EXERCISE INSTRUCTIONS:
Retype the records that follow, every line exactly as written.

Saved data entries

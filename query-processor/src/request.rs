use derivative::Derivative;
use serde::Deserialize;
use serde::Serialize;
use serde::de::Error;
use serde_json_bytes::ByteString;
use serde_json_bytes::Map as JsonMap;
use serde_json_bytes::Value;

use crate::error::RequestError;
use crate::json_ext::Object;

/// The parameters of a single GraphQL operation as submitted by a client.
#[derive(Clone, Derivative, Serialize, Deserialize, Default)]
#[serde(rename_all = "camelCase")]
#[derivative(Debug, PartialEq, Eq)]
#[non_exhaustive]
pub struct OperationParams {
    /// The GraphQL document source.
    ///
    /// For historical purposes, the term "query" is commonly used to refer to
    /// *any* GraphQL operation which might be, e.g., a `mutation`.
    #[serde(skip_serializing_if = "Option::is_none", default)]
    pub query: Option<String>,

    /// The identifier of a persisted query, mutually exclusive with `query`.
    #[serde(
        skip_serializing_if = "Option::is_none",
        default,
        alias = "id",
        alias = "documentId"
    )]
    pub query_id: Option<String>,

    /// The (optional) GraphQL operation name.
    ///
    /// When specified, this name must match the name of an operation in the
    /// GraphQL document. When excluded, there must exist only a single
    /// operation in the GraphQL document.
    #[serde(skip_serializing_if = "Option::is_none", default)]
    pub operation_name: Option<String>,

    /// The (optional) GraphQL variables in the form of a JSON object.
    #[serde(
        skip_serializing_if = "Object::is_empty",
        default,
        deserialize_with = "deserialize_null_default"
    )]
    pub variables: Object,

    /// The (optional) GraphQL `extensions` of a GraphQL request.
    #[serde(
        skip_serializing_if = "Object::is_empty",
        default,
        deserialize_with = "deserialize_null_default"
    )]
    pub extensions: Object,

    /// Set when the operation arrived through a transport that must not
    /// change state, such as an HTTP `GET`.
    #[serde(skip)]
    #[derivative(PartialEq = "ignore")]
    pub read_only: bool,
}

// NOTE: this deserialize helper is used to transform `null` to Default::default()
fn deserialize_null_default<'de, D, T: Default + Deserialize<'de>>(
    deserializer: D,
) -> Result<T, D::Error>
where
    D: serde::Deserializer<'de>,
{
    <Option<T>>::deserialize(deserializer).map(|x| x.unwrap_or_default())
}

#[buildstructor::buildstructor]
impl OperationParams {
    #[builder(visibility = "pub")]
    /// This is the constructor (or builder) to use when constructing
    /// `OperationParams`.
    fn new(
        query: Option<String>,
        query_id: Option<String>,
        operation_name: Option<String>,
        // Skip the `Object` type alias in order to use buildstructor’s map special-casing
        variables: JsonMap<ByteString, Value>,
        extensions: JsonMap<ByteString, Value>,
        read_only: Option<bool>,
    ) -> Self {
        Self {
            query,
            query_id,
            operation_name,
            variables,
            extensions,
            read_only: read_only.unwrap_or_default(),
        }
    }

    /// Convert encoded URL query string parameters (also known as "search
    /// params") into read-only [`OperationParams`].
    ///
    /// An error will be produced in the event that the query string parameters
    /// cannot be turned into valid parameters.
    pub fn from_urlencoded_query(
        url_encoded_query: &str,
    ) -> Result<OperationParams, serde_json::Error> {
        let urldecoded: serde_json::Value =
            serde_urlencoded::from_bytes(url_encoded_query.as_bytes())
                .map_err(serde_json::Error::custom)?;

        let string_param = |key: &str| match urldecoded.get(key) {
            Some(serde_json::Value::String(value)) => Some(value.clone()),
            _ => None,
        };
        let variables: Object = get_from_urldecoded(&urldecoded, "variables")?.unwrap_or_default();
        let extensions: Object =
            get_from_urldecoded(&urldecoded, "extensions")?.unwrap_or_default();

        Ok(Self::builder()
            .and_query(string_param("query"))
            .and_query_id(
                string_param("queryId")
                    .or_else(|| string_param("id"))
                    .or_else(|| string_param("documentId")),
            )
            .and_operation_name(string_param("operationName"))
            .variables(variables)
            .extensions(extensions)
            .read_only(true)
            .build())
    }

    /// Checks that exactly one of `query` and `queryId` is usable.
    ///
    /// A blank query string counts as missing.
    pub fn validate(&self) -> Result<(), RequestError> {
        let has_query = self
            .query
            .as_deref()
            .is_some_and(|query| !query.trim().is_empty());
        match (has_query, self.query_id.is_some()) {
            (false, false) => Err(RequestError::MissingQuery),
            (true, true) => Err(RequestError::ConflictingQuery),
            _ => Ok(()),
        }
    }
}

fn get_from_urldecoded<'a, T: Deserialize<'a>>(
    object: &'a serde_json::Value,
    key: &str,
) -> Result<Option<T>, serde_json::Error> {
    if let Some(serde_json::Value::String(byte_string)) = object.get(key) {
        Some(serde_json::from_str(byte_string.as_str())).transpose()
    } else {
        Ok(None)
    }
}

/// One operation or a batch of operations, mirroring the JSON body shape.
#[derive(Clone, Debug, PartialEq, Eq, Serialize, Deserialize)]
#[serde(untagged)]
pub enum GraphQLRequest {
    // Tried first: a struct also deserializes from a sequence.
    Batch(Vec<OperationParams>),
    Single(OperationParams),
}

impl From<OperationParams> for GraphQLRequest {
    fn from(params: OperationParams) -> Self {
        GraphQLRequest::Single(params)
    }
}

impl From<Vec<OperationParams>> for GraphQLRequest {
    fn from(batch: Vec<OperationParams>) -> Self {
        GraphQLRequest::Batch(batch)
    }
}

ANSWER:
filename query-processor/src/request.rs
use derivative::Derivative;
use serde::Deserialize;
use serde::Serialize;
use serde::de::Error;
use serde_json_bytes::ByteString;
use serde_json_bytes::Map as JsonMap;
use serde_json_bytes::Value;

use crate::error::RequestError;
use crate::json_ext::Object;

/// The parameters of a single GraphQL operation as submitted by a client.
#[derive(Clone, Derivative, Serialize, Deserialize, Default)]
#[serde(rename_all = "camelCase")]
#[derivative(Debug, PartialEq, Eq)]
#[non_exhaustive]
pub struct OperationParams {
    /// The GraphQL document source.
    ///
    /// For historical purposes, the term "query" is commonly used to refer to
    /// *any* GraphQL operation which might be, e.g., a `mutation`.
    #[serde(skip_serializing_if = "Option::is_none", default)]
    pub query: Option<String>,

    /// The identifier of a persisted query, mutually exclusive with `query`.
    #[serde(
        skip_serializing_if = "Option::is_none",
        default,
        alias = "id",
        alias = "documentId"
    )]
    pub query_id: Option<String>,

    /// The (optional) GraphQL operation name.
    ///
    /// When specified, this name must match the name of an operation in the
    /// GraphQL document. When excluded, there must exist only a single
    /// operation in the GraphQL document.
    #[serde(skip_serializing_if = "Option::is_none", default)]
    pub operation_name: Option<String>,

    /// The (optional) GraphQL variables in the form of a JSON object.
    #[serde(
        skip_serializing_if = "Object::is_empty",
        default,
        deserialize_with = "deserialize_null_default"
    )]
    pub variables: Object,

    /// The (optional) GraphQL `extensions` of a GraphQL request.
    #[serde(
        skip_serializing_if = "Object::is_empty",
        default,
        deserialize_with = "deserialize_null_default"
    )]
    pub extensions: Object,

    /// Set when the operation arrived through a transport that must not
    /// change state, such as an HTTP `GET`.
    #[serde(skip)]
    #[derivative(PartialEq = "ignore")]
    pub read_only: bool,
}

// NOTE: this deserialize helper is used to transform `null` to Default::default()
fn deserialize_null_default<'de, D, T: Default + Deserialize<'de>>(
    deserializer: D,
) -> Result<T, D::Error>
where
    D: serde::Deserializer<'de>,
{
    <Option<T>>::deserialize(deserializer).map(|x| x.unwrap_or_default())
}

#[buildstructor::buildstructor]
impl OperationParams {
    #[builder(visibility = "pub")]
    /// This is the constructor (or builder) to use when constructing
    /// `OperationParams`.
    fn new(
        query: Option<String>,
        query_id: Option<String>,
        operation_name: Option<String>,
        // Skip the `Object` type alias in order to use buildstructor’s map special-casing
        variables: JsonMap<ByteString, Value>,
        extensions: JsonMap<ByteString, Value>,
        read_only: Option<bool>,
    ) -> Self {
        Self {
            query,
            query_id,
            operation_name,
            variables,
            extensions,
            read_only: read_only.unwrap_or_default(),
        }
    }

    /// Convert encoded URL query string parameters (also known as "search
    /// params") into read-only [`OperationParams`].
    ///
    /// An error will be produced in the event that the query string parameters
    /// cannot be turned into valid parameters.
    pub fn from_urlencoded_query(
        url_encoded_query: &str,
    ) -> Result<OperationParams, serde_json::Error> {
        let urldecoded: serde_json::Value =
            serde_urlencoded::from_bytes(url_encoded_query.as_bytes())
                .map_err(serde_json::Error::custom)?;

        let string_param = |key: &str| match urldecoded.get(key) {
            Some(serde_json::Value::String(value)) => Some(value.clone()),
            _ => None,
        };
        let variables: Object = get_from_urldecoded(&urldecoded, "variables")?.unwrap_or_default();
        let extensions: Object =
            get_from_urldecoded(&urldecoded, "extensions")?.unwrap_or_default();

        Ok(Self::builder()
            .and_query(string_param("query"))
            .and_query_id(
                string_param("queryId")
                    .or_else(|| string_param("id"))
                    .or_else(|| string_param("documentId")),
            )
            .and_operation_name(string_param("operationName"))
            .variables(variables)
            .extensions(extensions)
            .read_only(true)
            .build())
    }

    /// Checks that exactly one of `query` and `queryId` is usable.
    ///
    /// A blank query string counts as missing.
    pub fn validate(&self) -> Result<(), RequestError> {
        let has_query = self
            .query
            .as_deref()
            .is_some_and(|query| !query.trim().is_empty());
        match (has_query, self.query_id.is_some()) {
            (false, false) => Err(RequestError::MissingQuery),
            (true, true) => Err(RequestError::ConflictingQuery),
            _ => Ok(()),
        }
    }
}

fn get_from_urldecoded<'a, T: Deserialize<'a>>(
    object: &'a serde_json::Value,
    key: &str,
) -> Result<Option<T>, serde_json::Error> {
    if let Some(serde_json::Value::String(byte_string)) = object.get(key) {
        Some(serde_json::from_str(byte_string.as_str())).transpose()
    } else {
        Ok(None)
    }
}

/// One operation or a batch of operations, mirroring the JSON body shape.
#[derive(Clone, Debug, PartialEq, Eq, Serialize, Deserialize)]
#[serde(untagged)]
pub enum GraphQLRequest {
    // Tried first: a struct also deserializes from a sequence.
    Batch(Vec<OperationParams>),
    Single(OperationParams),
}

impl From<OperationParams> for GraphQLRequest {
    fn from(params: OperationParams) -> Self {
        GraphQLRequest::Single(params)
    }
}

impl From<Vec<OperationParams>> for GraphQLRequest {
    fn from(batch: Vec<OperationParams>) -> Self {
        GraphQLRequest::Batch(batch)
    }
}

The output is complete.